FICHE QUESTION
11ème législature
Question N° : 3107  de  M.   Chossy Jean-François ( Union pour la démocratie française-Alliance - Loire ) QG
Ministère interrogé :  emploi et solidarité
Ministère attributaire :  emploi et solidarité
Question publiée au JO le :  28/11/2001  page : 
Réponse publiée au JO le :  28/11/2001  page :  8574
Rubrique :  handicapés
Tête d'analyse :  justice
Analyse :  arrêt Perruche. conséquences
DEBAT :

JURISPRUDENCE PERRUCHE

    M. le président. Pour le groupe UDF, la parole est à M. Jean-François Chossy.
    M. Jean-François Chossy. Ma question s'adressait à M. le Premier ministre. En son absence, je la poserai à Mme la ministre de l'emploi et de la solidarité.
    Placés devant un vide juridique insoutenable, les magistrats de la Cour de cassation s'apprêtent à instaurer une jurisprudence terrifiante. En effet, deux familles demandent aujourd'hui réparation pour leurs enfants nés avec une différence et posent ainsi, sur le fond, le problème de la légitimité de la vie humaine fragilisée par le handicap. L'arrêt Perruche a déjà prétendu que l'inexistence est préférable à la vie diminuée, et qu'il est donc fondé de demander une indemnisation du seul fait de sa naissance.

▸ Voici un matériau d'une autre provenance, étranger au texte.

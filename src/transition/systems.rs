use bevy::prelude::*;

use super::TransitionConfig;
use super::entities::{StoryCue, TransitionController};
use crate::store::{Experience, FocusTarget, Scene};
use crate::story::{STORY_LINES, StoryTrigger};

/// Bloom level past which the director looks at the envelope.
const ENVELOPE_FOCUS_BLOOM: f32 = 0.6;

/// Steps the transition controller by the frame delta.
pub fn drive_transitions(
    time: Res<Time>,
    cfg: Res<TransitionConfig>,
    mut ctl: ResMut<TransitionController>,
    mut exp: ResMut<Experience>,
) {
    ctl.step(&mut exp, time.delta_secs(), &cfg);
}

/// Zeroes bloom, petals and story when the committed scene falls back to
/// `prelude`.
pub fn prelude_failsafe(mut last: Local<Option<Scene>>, mut exp: ResMut<Experience>) {
    let scene = exp.current_scene();
    let entered = scene == Scene::Prelude && *last != Some(Scene::Prelude);
    *last = Some(scene);
    if !entered {
        return;
    }
    if exp.bloom_progress() > 0.0 || exp.open_count() > 0 || exp.story_step() > 0 {
        info!("back in prelude, resetting bloom and story");
        exp.set_bloom_progress(0.0);
        exp.set_open_count(0);
        exp.reset_story();
    }
}

/// Focus target implied by bloom and letter state, if any.
///
/// A read letter always wins; otherwise the envelope is framed once bloom
/// passes 0.6 in any scene after `intro`.
pub fn derived_focus(exp: &Experience) -> Option<FocusTarget> {
    if exp.has_read_letter() {
        return Some(FocusTarget::Photo);
    }
    let early = matches!(exp.current_scene(), Scene::Prelude | Scene::Intro);
    (exp.bloom_progress() > ENVELOPE_FOCUS_BLOOM && !early).then_some(FocusTarget::Envelope)
}

/// Re-asserts [`derived_focus`] whenever one of its inputs (bloom, letter
/// flag, committed scene) changes, writing only when the result differs from
/// the stored target. Targets set by other writers hold until then.
pub fn derive_focus_target(
    mut seen: Local<Option<(u32, bool, Scene)>>,
    mut exp: ResMut<Experience>,
) {
    let inputs = (
        exp.bloom_progress().to_bits(),
        exp.has_read_letter(),
        exp.current_scene(),
    );
    if *seen == Some(inputs) {
        return;
    }
    *seen = Some(inputs);

    let Some(target) = derived_focus(&exp) else {
        return;
    };
    if exp.focus_target() != target {
        debug!("focus derived: {target:?}");
        exp.set_focus_target(target);
    }
}

/// Edge-triggered on story step changes: a `chocolate` line moves focus to
/// the chocolate and emits the matching cue.
pub fn focus_on_story_trigger(
    mut last_step: Local<Option<usize>>,
    mut exp: ResMut<Experience>,
    mut cues: MessageWriter<StoryCue>,
) {
    let step = exp.story_step();
    if *last_step == Some(step) {
        return;
    }
    *last_step = Some(step);

    let Some(line) = STORY_LINES.get(step) else {
        return;
    };
    if line.trigger == StoryTrigger::Chocolate {
        exp.set_focus_target(FocusTarget::Chocolate);
        cues.write(StoryCue::Chocolate);
    }
}

/// Audio playback is not part of the director; cues are only logged.
pub fn announce_story_cues(mut cues: MessageReader<StoryCue>) {
    for cue in cues.read() {
        info!("story cue: {cue:?}");
    }
}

    Dans la logique de l'arrêt Perruche, les parents demandent réparation pour vie dommageable et, par l'intermédiaire de leurs avocats, exigent réparation pour préjudice moral, pour préjudice esthétique et d'agrément, et réparation pour préjudice matériel.

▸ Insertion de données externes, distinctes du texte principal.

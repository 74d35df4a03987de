//! Pure computation helpers extracted for testability.
//!
//! All functions in this module are free of Bevy ECS dependencies and operate
//! on plain numeric / `Vec3` inputs, making them straightforward to unit-test.

use bevy::prelude::{Quat, Vec3};

/// Base bloom intensity of a closed bud.
pub const BLOOM_INTENSITY_BASE: f32 = 0.1;
/// Extra intensity gained over a full bloom.
pub const BLOOM_INTENSITY_RANGE: f32 = 0.8;
/// Hard ceiling for the derived bloom intensity.
pub const BLOOM_INTENSITY_CEILING: f32 = 1.2;
/// Depth-of-field focus distance of a closed bud.
pub const DOF_FOCUS_BASE: f32 = 4.0;
/// How far the focus distance pulls in over a full bloom.
pub const DOF_FOCUS_RANGE: f32 = 1.5;

/// Clamps a progress value into `[0, 1]`, mapping NaN to `0`.
///
/// # Examples
/// ```
/// # use bloom_gift::math::clamp_unit;
/// assert_eq!(clamp_unit(-0.5), 0.0);
/// assert_eq!(clamp_unit(1.7), 1.0);
/// assert_eq!(clamp_unit(f32::NAN), 0.0);
/// ```
pub fn clamp_unit(value: f32) -> f32 {
    if value.is_nan() {
        return 0.0;
    }
    value.clamp(0.0, 1.0)
}

/// Visual intensity derived from bloom progress: `min(0.1 + p * 0.8, 1.2)`.
pub fn bloom_intensity(progress: f32) -> f32 {
    (BLOOM_INTENSITY_BASE + progress * BLOOM_INTENSITY_RANGE).min(BLOOM_INTENSITY_CEILING)
}

/// Depth-of-field focus distance derived from bloom progress: `4.0 - p * 1.5`.
pub fn dof_focus(progress: f32) -> f32 {
    DOF_FOCUS_BASE - progress * DOF_FOCUS_RANGE
}

/// Quadratic ease-in-out: slow start, slow finish, symmetric about `t = 0.5`.
///
/// Used for the bloom tween so petals open gently at both ends.
pub fn ease_in_out_quad(t: f32) -> f32 {
    let t = t.clamp(0.0, 1.0);
    if t < 0.5 {
        2.0 * t * t
    } else {
        1.0 - (-2.0 * t + 2.0).powi(2) / 2.0
    }
}

/// Critically damped approach of `current` towards `target`.
///
/// `velocity` carries state between calls. `smooth_time` is roughly the time
/// it takes to cover most of the distance. Never overshoots the target: when
/// a step would pass it, the result snaps onto the target and the velocity is
/// zeroed.
pub fn smooth_damp(
    current: Vec3,
    target: Vec3,
    velocity: &mut Vec3,
    smooth_time: f32,
    dt: f32,
) -> Vec3 {
    if dt <= 0.0 {
        return current;
    }
    let omega = 2.0 / smooth_time.max(1e-4);
    let x = omega * dt;
    let decay = 1.0 / (1.0 + x + 0.48 * x * x + 0.235 * x * x * x);
    let change = current - target;
    let temp = (*velocity + omega * change) * dt;
    *velocity = (*velocity - omega * temp) * decay;
    let output = target + (change + temp) * decay;

    if (target - current).dot(output - target) > 0.0 {
        *velocity = Vec3::ZERO;
        return target;
    }
    output
}

/// Clamps a pitch angle so the camera cannot flip past vertical.
///
/// `current` is the existing pitch in radians.
/// `delta` is the desired change. The result is clamped to
/// `(-PI/2 + margin, PI/2 - margin)` and the *effective* delta is returned
/// (i.e. how much to actually rotate).
pub fn clamp_pitch(current: f32, delta: f32, margin: f32) -> f32 {
    let limit = std::f32::consts::FRAC_PI_2 - margin;
    let clamped = (current + delta).clamp(-limit, limit);
    clamped - current
}

/// Rotates `position` around `pivot` by `yaw` (about world Y) and `pitch`
/// (about the camera's right axis), then rescales the arm to `distance`.
///
/// Pitch is clamped with [`clamp_pitch`] so the arm never passes the poles.
pub fn orbit(
    position: Vec3,
    pivot: Vec3,
    yaw: f32,
    pitch: f32,
    distance: f32,
    pitch_margin: f32,
) -> Vec3 {
    let arm = position - pivot;
    let Some(dir) = arm.try_normalize() else {
        return position;
    };
    let current_pitch = dir.y.clamp(-1.0, 1.0).asin();
    let pitch = clamp_pitch(current_pitch, pitch, pitch_margin);

    let yawed = Quat::from_rotation_y(yaw) * dir;
    let right = Vec3::Y.cross(yawed).normalize_or_zero();
    let rotated = if right == Vec3::ZERO {
        yawed
    } else {
        Quat::from_axis_angle(right, -pitch) * yawed
    };
    pivot + rotated.normalize_or_zero() * distance
}

/// `count` points spread evenly over a sphere of `radius` (golden-angle
/// spiral).
pub fn fibonacci_sphere(count: usize, radius: f32) -> Vec<Vec3> {
    let golden = std::f32::consts::PI * (3.0 - 5.0_f32.sqrt());
    (0..count)
        .map(|i| {
            let y = 1.0 - 2.0 * (i as f32 + 0.5) / count as f32;
            let ring = (1.0 - y * y).max(0.0).sqrt();
            let theta = golden * i as f32;
            Vec3::new(theta.cos() * ring, y, theta.sin() * ring) * radius
        })
        .collect()
}

/// Intensity factor of the rose glow: grows with bloom and breathes over
/// time when `pulse` is on.
pub fn rose_glow(bloom: f32, elapsed: f32, pulse: bool) -> f32 {
    let base = 0.5 + clamp_unit(bloom) * 3.0;
    if pulse {
        base * (1.0 + (elapsed * 3.0).sin() * 0.15)
    } else {
        base
    }
}

#[cfg(test)]
mod tests {
    use super::*;

    // ── bloom-derived parameters ────────────────────────────────────

    #[test]
    fn intensity_follows_linear_ramp() {
        assert!((bloom_intensity(0.0) - 0.1).abs() < 1e-6);
        assert!((bloom_intensity(0.5) - 0.5).abs() < 1e-6);
        assert!((bloom_intensity(1.0) - 0.9).abs() < 1e-6);
    }

    #[test]
    fn intensity_saturates_at_ceiling() {
        assert_eq!(bloom_intensity(10.0), BLOOM_INTENSITY_CEILING);
    }

    #[test]
    fn focus_pulls_in_as_bloom_opens() {
        assert_eq!(dof_focus(0.0), 4.0);
        assert_eq!(dof_focus(1.0), 2.5);
        assert!(dof_focus(0.3) > dof_focus(0.6));
    }

    // ── easing ──────────────────────────────────────────────────────

    #[test]
    fn ease_endpoints() {
        assert_eq!(ease_in_out_quad(0.0), 0.0);
        assert_eq!(ease_in_out_quad(1.0), 1.0);
    }

    #[test]
    fn in_out_is_symmetric_around_half() {
        assert!((ease_in_out_quad(0.5) - 0.5).abs() < 1e-6);
        let a = ease_in_out_quad(0.2);
        let b = ease_in_out_quad(0.8);
        assert!((a + b - 1.0).abs() < 1e-6);
    }

    #[test]
    fn ease_is_monotonically_increasing() {
        let steps: Vec<f32> = (0..=100)
            .map(|i| ease_in_out_quad(i as f32 / 100.0))
            .collect();
        for w in steps.windows(2) {
            assert!(w[1] >= w[0], "ease_in_out_quad must be non-decreasing");
        }
    }

    // ── smooth_damp ─────────────────────────────────────────────────

    #[test]
    fn damp_converges_without_overshoot() {
        let target = Vec3::new(4.0, 1.0, -2.0);
        let mut pos = Vec3::ZERO;
        let mut vel = Vec3::ZERO;
        let start_gap = (target - pos).length();
        let mut last_gap = start_gap;
        for _ in 0..600 {
            pos = smooth_damp(pos, target, &mut vel, 1.2, 1.0 / 60.0);
            let gap = (target - pos).length();
            assert!(gap <= last_gap + 1e-5, "gap must not grow");
            last_gap = gap;
        }
        assert!(last_gap < 0.01, "should be near target, gap {last_gap}");
    }

    #[test]
    fn damp_zero_dt_is_identity() {
        let mut vel = Vec3::ONE;
        let p = smooth_damp(Vec3::X, Vec3::Y, &mut vel, 1.0, 0.0);
        assert_eq!(p, Vec3::X);
    }

    // ── clamp_pitch ─────────────────────────────────────────────────

    #[test]
    fn small_delta_passes_through() {
        let delta = clamp_pitch(0.0, 0.1, 0.05);
        assert!((delta - 0.1).abs() < 1e-6);
    }

    #[test]
    fn clamps_at_upper_limit() {
        let limit = std::f32::consts::FRAC_PI_2 - 0.05;
        let delta = clamp_pitch(limit - 0.01, 0.1, 0.05);
        assert!(
            (delta - 0.01).abs() < 1e-4,
            "should clamp to remaining room"
        );
    }

    // ── orbit ───────────────────────────────────────────────────────

    #[test]
    fn orbit_preserves_requested_distance() {
        let p = orbit(Vec3::new(0.0, 1.0, 16.0), Vec3::ZERO, 0.4, 0.2, 10.0, 0.05);
        assert!((p.length() - 10.0).abs() < 1e-4);
    }

    #[test]
    fn pure_yaw_keeps_height_ratio() {
        let start = Vec3::new(0.0, 0.0, 5.0);
        let p = orbit(start, Vec3::ZERO, std::f32::consts::FRAC_PI_2, 0.0, 5.0, 0.05);
        assert!(p.y.abs() < 1e-4);
        assert!((p.x - 5.0).abs() < 1e-4);
    }

    #[test]
    fn degenerate_arm_is_left_alone() {
        let p = orbit(Vec3::ONE, Vec3::ONE, 1.0, 1.0, 3.0, 0.05);
        assert_eq!(p, Vec3::ONE);
    }

    // ── stage helpers ───────────────────────────────────────────────

    #[test]
    fn fibonacci_points_sit_on_the_shell() {
        let points = fibonacci_sphere(200, 40.0);
        assert_eq!(points.len(), 200);
        for p in &points {
            assert!((p.length() - 40.0).abs() < 1e-3);
        }
        let above = points.iter().filter(|p| p.y > 0.0).count();
        assert_eq!(above, 100, "spiral is balanced between hemispheres");
    }

    #[test]
    fn glow_grows_with_bloom_and_pulses() {
        assert!((rose_glow(0.0, 0.0, false) - 0.5).abs() < 1e-6);
        assert!((rose_glow(1.0, 0.0, false) - 3.5).abs() < 1e-6);
        let quarter = std::f32::consts::FRAC_PI_2 / 3.0;
        assert!((rose_glow(1.0, quarter, true) - 3.5 * 1.15).abs() < 1e-4);
        assert!((rose_glow(2.0, 0.0, false) - 3.5).abs() < 1e-6, "bloom is clamped");
    }
}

    Le préjudice esthétique oblige à définir une normalité. Qui va l'établir ? Le scientifique, le juge, les parents, la société ? Ne va-t-on pas très vite être confronté à un délit de « laideur » ? Ne sera-t-on pas un jour emporté dans la spirale de l'eugénisme ?
    A propos du préjudice moral, un des avocats prétend que la personne handicapée souffre parce qu'elle n'a pas eu la chance que sa mère avorte. Un magistrat réputé lui répond que, pour indemniser l'enfant, il faudra rechercher si un avortement n'aurait pas été possible, ce qui portera atteinte à sa dignité d'être humain.
    Quant au préjudice matériel, s'il est pris en compte, il va enferrer les médecins, et notamment les écographistes, dans une judiciarisation paralysante. En effet, aucun médecin ne voudra prendre ni assumer une responsabilité qui ne pourra plus être couverte par les assurances. L'indemnisation, si elle est donnée pour solde de tout compte, mettra à mal la solidarité naturelle et nationale, qui doit s'exprimer vis-à-vis des personnes fragilisées.
    Madame la ministre, il est indigne d'obliger les parents à saisir la justice pour obtenir de l'aide alors que la réponse se trouve dans l'aide sociale et dans la solidarité. Ma question est donc simple : quand allez-vous mettre en oeuvre la grande modification de la loi de 1975, qui permettra d'apporter des réponses concrètes à ces questions posées dans l'urgence et douloureusement vécues ? (Applaudissements sur les bancs du groupe de l'Union pour la démocratie française-Alliance et sur quelques bancs du groupe du Rassemblement pour la République et du groupe Démocratie libérale et Indépendants.)
    M. le président. La parole est à Mme la ministre de l'emploi et de la solidarité.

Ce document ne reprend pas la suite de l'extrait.